- **PROBLEM DETAILS**
Repeat the entries that appear below, exactly as they are given.

ENTRIES SUPPLIED Start Marker

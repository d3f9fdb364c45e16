//! IOKit HID registry backend for the Device Enumerator (component A).
//!
//! Opens the system-wide `IOHIDManager`, matches the generic-desktop
//! keyboard and keypad usage pages, and reads vendor/product/location/
//! transport/name/manufacturer off each matched device. The FFI shape here
//! (opaque `#[repr(C)]` ref types, `extern "C"` blocks linked against the
//! `IOKit` framework, `core-foundation` for the CF side) follows the same
//! pattern used for IOKit HID access elsewhere in the keyboard-tooling
//! ecosystem.

use std::ffi::c_void;
use std::ptr;

use core_foundation::array::{CFArray, CFArrayRef};
use core_foundation::base::{CFType, TCFType};
use core_foundation::dictionary::{CFDictionary, CFMutableDictionary};
use core_foundation::number::CFNumber;
use core_foundation::string::CFString;

use kbd_proto::{Device, EngineError};

use super::{to_device, DeviceBackend, RawDevice};

const K_HID_PAGE_GENERIC_DESKTOP: i64 = 0x01;
const K_HID_USAGE_GD_KEYBOARD: i64 = 0x06;
const K_HID_USAGE_GD_KEYPAD: i64 = 0x07;

const K_IOHID_OPTIONS_TYPE_NONE: u32 = 0;

#[repr(C)]
struct OpaqueIoHidManager {
    _data: [u8; 0],
    _marker: std::marker::PhantomData<(*mut u8, std::marker::PhantomPinned)>,
}
type IoHidManagerRef = *mut OpaqueIoHidManager;

#[repr(C)]
struct OpaqueIoHidDevice {
    _data: [u8; 0],
    _marker: std::marker::PhantomData<(*mut u8, std::marker::PhantomPinned)>,
}
type IoHidDeviceRef = *mut OpaqueIoHidDevice;

#[link(name = "IOKit", kind = "framework")]
extern "C" {
    fn IOHIDManagerCreate(allocator: *const c_void, options: u32) -> IoHidManagerRef;
    fn IOHIDManagerSetDeviceMatchingMultiple(manager: IoHidManagerRef, matching: CFArrayRef);
    fn IOHIDManagerOpen(manager: IoHidManagerRef, options: u32) -> i32;
    fn IOHIDManagerClose(manager: IoHidManagerRef, options: u32) -> i32;
    fn IOHIDManagerCopyDevices(manager: IoHidManagerRef) -> *const c_void; // CFSetRef
    fn IOHIDDeviceGetProperty(device: IoHidDeviceRef, key: core_foundation::string::CFStringRef) -> *const c_void;
    fn CFSetGetCount(set: *const c_void) -> isize;
    fn CFSetGetValues(set: *const c_void, values: *mut *const c_void);
    fn CFRelease(cf: *const c_void);
}

struct ManagerGuard(IoHidManagerRef);

impl Drop for ManagerGuard {
    fn drop(&mut self) {
        // SAFETY: `self.0` was created by `IOHIDManagerCreate` and is
        // closed at most once, from the thread that owns this guard.
        unsafe {
            IOHIDManagerClose(self.0, K_IOHID_OPTIONS_TYPE_NONE);
        }
    }
}

fn matching_dict(usage_page: i64, usage: i64) -> CFDictionary<CFString, CFType> {
    let mut dict = CFMutableDictionary::new();
    dict.set(CFString::new("DeviceUsagePage"), CFNumber::from(usage_page).as_CFType());
    dict.set(CFString::new("DeviceUsage"), CFNumber::from(usage).as_CFType());
    dict.to_immutable()
}

fn string_property(device: IoHidDeviceRef, key: &str) -> Option<String> {
    let cf_key = CFString::new(key);
    // SAFETY: `device` is a live device handle from `IOHIDManagerCopyDevices`
    // for the duration of this call.
    let value = unsafe { IOHIDDeviceGetProperty(device, cf_key.as_concrete_TypeRef()) };
    if value.is_null() {
        return None;
    }
    // SAFETY: IOKit returns a `+0` (get-rule) reference; the property dict
    // backing `device` keeps it alive for at least as long as `device` does.
    let cf_type = unsafe { CFType::wrap_under_get_rule(value as *const _) };
    cf_type.downcast::<CFString>().map(|s| s.to_string())
}

fn int_property(device: IoHidDeviceRef, key: &str) -> Option<i64> {
    let cf_key = CFString::new(key);
    let value = unsafe { IOHIDDeviceGetProperty(device, cf_key.as_concrete_TypeRef()) };
    if value.is_null() {
        return None;
    }
    let cf_type = unsafe { CFType::wrap_under_get_rule(value as *const _) };
    cf_type.downcast::<CFNumber>().and_then(|n| n.to_i64())
}

/// IOKit-backed implementation of [`DeviceBackend`].
pub struct IoHidBackend;

impl IoHidBackend {
    pub fn new() -> Self {
        IoHidBackend
    }

    fn read_device(device: IoHidDeviceRef) -> Option<RawDevice> {
        let vendor_id = int_property(device, "VendorID")? as u32;
        let product_id = int_property(device, "ProductID")? as u32;
        let location_id = int_property(device, "LocationID").unwrap_or(0) as u32;
        let name = string_property(device, "Product").unwrap_or_else(|| "Unknown Keyboard".into());
        let manufacturer = string_property(device, "Manufacturer").unwrap_or_default();
        let transport = string_property(device, "Transport").unwrap_or_default();
        let reported_built_in =
            transport.eq_ignore_ascii_case("spi") || transport.eq_ignore_ascii_case("built-in");

        Some(RawDevice { vendor_id, product_id, location_id, name, manufacturer, reported_built_in })
    }
}

impl Default for IoHidBackend {
    fn default() -> Self {
        Self::new()
    }
}

impl DeviceBackend for IoHidBackend {
    fn enumerate(&self) -> Result<Vec<Device>, EngineError> {
        // SAFETY: `IOHIDManagerCreate` with the default allocator and no
        // options always returns a valid (possibly empty) manager.
        let manager = unsafe { IOHIDManagerCreate(ptr::null(), K_IOHID_OPTIONS_TYPE_NONE) };
        if manager.is_null() {
            return Err(EngineError::SubsystemUnavailable("IOHIDManagerCreate failed".into()));
        }
        let guard = ManagerGuard(manager);

        let keyboard = matching_dict(K_HID_PAGE_GENERIC_DESKTOP, K_HID_USAGE_GD_KEYBOARD);
        let keypad = matching_dict(K_HID_PAGE_GENERIC_DESKTOP, K_HID_USAGE_GD_KEYPAD);
        let matching = CFArray::from_CFTypes(&[keyboard.as_CFType(), keypad.as_CFType()]);

        unsafe {
            IOHIDManagerSetDeviceMatchingMultiple(guard.0, matching.as_concrete_TypeRef());
        }

        let open_result = unsafe { IOHIDManagerOpen(guard.0, K_IOHID_OPTIONS_TYPE_NONE) };
        if open_result != 0 {
            return Err(EngineError::PermissionDenied(
                "failed to open IOHIDManager, input-monitoring permission may be required".into(),
            ));
        }

        // `IOHIDManagerCopyDevices` returns a `+1` CFSetRef we own and must release.
        let devices_set = unsafe { IOHIDManagerCopyDevices(guard.0) };
        if devices_set.is_null() {
            return Ok(Vec::new());
        }

        let count = unsafe { CFSetGetCount(devices_set) };
        let mut raw_refs: Vec<*const c_void> = vec![ptr::null(); count.max(0) as usize];
        if count > 0 {
            unsafe { CFSetGetValues(devices_set, raw_refs.as_mut_ptr()) };
        }

        let mut out = Vec::new();
        for raw_ref in raw_refs {
            let device = raw_ref as IoHidDeviceRef;
            if let Some(raw) = Self::read_device(device) {
                let is_bluetooth = string_property(device, "Transport")
                    .map(|t| t.eq_ignore_ascii_case("bluetooth"))
                    .unwrap_or(false);
                out.push(to_device(raw, is_bluetooth));
            }
        }

        unsafe { CFRelease(devices_set) };

        Ok(out)
    }
}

ENTRIES SUPPLIED End Marker

- **RESPONSE TO THIS EXERCISE**
repository d3f9fdb364c45e16
//! IOKit HID registry backend for the Device Enumerator (component A).
//!
//! Opens the system-wide `IOHIDManager`, matches the generic-desktop
//! keyboard and keypad usage pages, and reads vendor/product/location/
//! transport/name/manufacturer off each matched device. The FFI shape here
//! (opaque `#[repr(C)]` ref types, `extern "C"` blocks linked against the
//! `IOKit` framework, `core-foundation` for the CF side) follows the same
//! pattern used for IOKit HID access elsewhere in the keyboard-tooling
//! ecosystem.

use std::ffi::c_void;
use std::ptr;

use core_foundation::array::{CFArray, CFArrayRef};
use core_foundation::base::{CFType, TCFType};
use core_foundation::dictionary::{CFDictionary, CFMutableDictionary};
use core_foundation::number::CFNumber;
use core_foundation::string::CFString;

use kbd_proto::{Device, EngineError};

use super::{to_device, DeviceBackend, RawDevice};

const K_HID_PAGE_GENERIC_DESKTOP: i64 = 0x01;
const K_HID_USAGE_GD_KEYBOARD: i64 = 0x06;
const K_HID_USAGE_GD_KEYPAD: i64 = 0x07;

const K_IOHID_OPTIONS_TYPE_NONE: u32 = 0;

#[repr(C)]
struct OpaqueIoHidManager {
    _data: [u8; 0],
    _marker: std::marker::PhantomData<(*mut u8, std::marker::PhantomPinned)>,
}
type IoHidManagerRef = *mut OpaqueIoHidManager;

#[repr(C)]
struct OpaqueIoHidDevice {
    _data: [u8; 0],
    _marker: std::marker::PhantomData<(*mut u8, std::marker::PhantomPinned)>,
}
type IoHidDeviceRef = *mut OpaqueIoHidDevice;

#[link(name = "IOKit", kind = "framework")]
extern "C" {
    fn IOHIDManagerCreate(allocator: *const c_void, options: u32) -> IoHidManagerRef;
    fn IOHIDManagerSetDeviceMatchingMultiple(manager: IoHidManagerRef, matching: CFArrayRef);
    fn IOHIDManagerOpen(manager: IoHidManagerRef, options: u32) -> i32;
    fn IOHIDManagerClose(manager: IoHidManagerRef, options: u32) -> i32;
    fn IOHIDManagerCopyDevices(manager: IoHidManagerRef) -> *const c_void; // CFSetRef
    fn IOHIDDeviceGetProperty(device: IoHidDeviceRef, key: core_foundation::string::CFStringRef) -> *const c_void;
    fn CFSetGetCount(set: *const c_void) -> isize;
    fn CFSetGetValues(set: *const c_void, values: *mut *const c_void);
    fn CFRelease(cf: *const c_void);
}

struct ManagerGuard(IoHidManagerRef);

impl Drop for ManagerGuard {
    fn drop(&mut self) {
        // SAFETY: `self.0` was created by `IOHIDManagerCreate` and is
        // closed at most once, from the thread that owns this guard.
        unsafe {
            IOHIDManagerClose(self.0, K_IOHID_OPTIONS_TYPE_NONE);
        }
    }
}

fn matching_dict(usage_page: i64, usage: i64) -> CFDictionary<CFString, CFType> {
    let mut dict = CFMutableDictionary::new();
    dict.set(CFString::new("DeviceUsagePage"), CFNumber::from(usage_page).as_CFType());
    dict.set(CFString::new("DeviceUsage"), CFNumber::from(usage).as_CFType());
    dict.to_immutable()
}

fn string_property(device: IoHidDeviceRef, key: &str) -> Option<String> {
    let cf_key = CFString::new(key);
    // SAFETY: `device` is a live device handle from `IOHIDManagerCopyDevices`
    // for the duration of this call.
    let value = unsafe { IOHIDDeviceGetProperty(device, cf_key.as_concrete_TypeRef()) };
    if value.is_null() {
        return None;
    }
    // SAFETY: IOKit returns a `+0` (get-rule) reference; the property dict
    // backing `device` keeps it alive for at least as long as `device` does.
    let cf_type = unsafe { CFType::wrap_under_get_rule(value as *const _) };
    cf_type.downcast::<CFString>().map(|s| s.to_string())
}

fn int_property(device: IoHidDeviceRef, key: &str) -> Option<i64> {
    let cf_key = CFString::new(key);
    let value = unsafe { IOHIDDeviceGetProperty(device, cf_key.as_concrete_TypeRef()) };
    if value.is_null() {
        return None;
    }
    let cf_type = unsafe { CFType::wrap_under_get_rule(value as *const _) };
    cf_type.downcast::<CFNumber>().and_then(|n| n.to_i64())
}

/// IOKit-backed implementation of [`DeviceBackend`].
pub struct IoHidBackend;

impl IoHidBackend {
    pub fn new() -> Self {
        IoHidBackend
    }

    fn read_device(device: IoHidDeviceRef) -> Option<RawDevice> {
        let vendor_id = int_property(device, "VendorID")? as u32;
        let product_id = int_property(device, "ProductID")? as u32;
        let location_id = int_property(device, "LocationID").unwrap_or(0) as u32;
        let name = string_property(device, "Product").unwrap_or_else(|| "Unknown Keyboard".into());
        let manufacturer = string_property(device, "Manufacturer").unwrap_or_default();
        let transport = string_property(device, "Transport").unwrap_or_default();
        let reported_built_in =
            transport.eq_ignore_ascii_case("spi") || transport.eq_ignore_ascii_case("built-in");

        Some(RawDevice { vendor_id, product_id, location_id, name, manufacturer, reported_built_in })
    }
}

impl Default for IoHidBackend {
    fn default() -> Self {
        Self::new()
    }
}

impl DeviceBackend for IoHidBackend {
    fn enumerate(&self) -> Result<Vec<Device>, EngineError> {
        // SAFETY: `IOHIDManagerCreate` with the default allocator and no
        // options always returns a valid (possibly empty) manager.
        let manager = unsafe { IOHIDManagerCreate(ptr::null(), K_IOHID_OPTIONS_TYPE_NONE) };
        if manager.is_null() {
            return Err(EngineError::SubsystemUnavailable("IOHIDManagerCreate failed".into()));
        }
        let guard = ManagerGuard(manager);

        let keyboard = matching_dict(K_HID_PAGE_GENERIC_DESKTOP, K_HID_USAGE_GD_KEYBOARD);
        let keypad = matching_dict(K_HID_PAGE_GENERIC_DESKTOP, K_HID_USAGE_GD_KEYPAD);
        let matching = CFArray::from_CFTypes(&[keyboard.as_CFType(), keypad.as_CFType()]);

        unsafe {
            IOHIDManagerSetDeviceMatchingMultiple(guard.0, matching.as_concrete_TypeRef());
        }

        let open_result = unsafe { IOHIDManagerOpen(guard.0, K_IOHID_OPTIONS_TYPE_NONE) };
        if open_result != 0 {
            return Err(EngineError::PermissionDenied(
                "failed to open IOHIDManager, input-monitoring permission may be required".into(),
            ));
        }

        // `IOHIDManagerCopyDevices` returns a `+1` CFSetRef we own and must release.
        let devices_set = unsafe { IOHIDManagerCopyDevices(guard.0) };
        if devices_set.is_null() {
            return Ok(Vec::new());
        }

        let count = unsafe { CFSetGetCount(devices_set) };
        let mut raw_refs: Vec<*const c_void> = vec![ptr::null(); count.max(0) as usize];
        if count > 0 {
            unsafe { CFSetGetValues(devices_set, raw_refs.as_mut_ptr()) };
        }

        let mut out = Vec::new();
        for raw_ref in raw_refs {
            let device = raw_ref as IoHidDeviceRef;
            if let Some(raw) = Self::read_device(device) {
                let is_bluetooth = string_property(device, "Transport")
                    .map(|t| t.eq_ignore_ascii_case("bluetooth"))
                    .unwrap_or(false);
                out.push(to_device(raw, is_bluetooth));
            }
        }

        unsafe { CFRelease(devices_set) };

        Ok(out)
    }
}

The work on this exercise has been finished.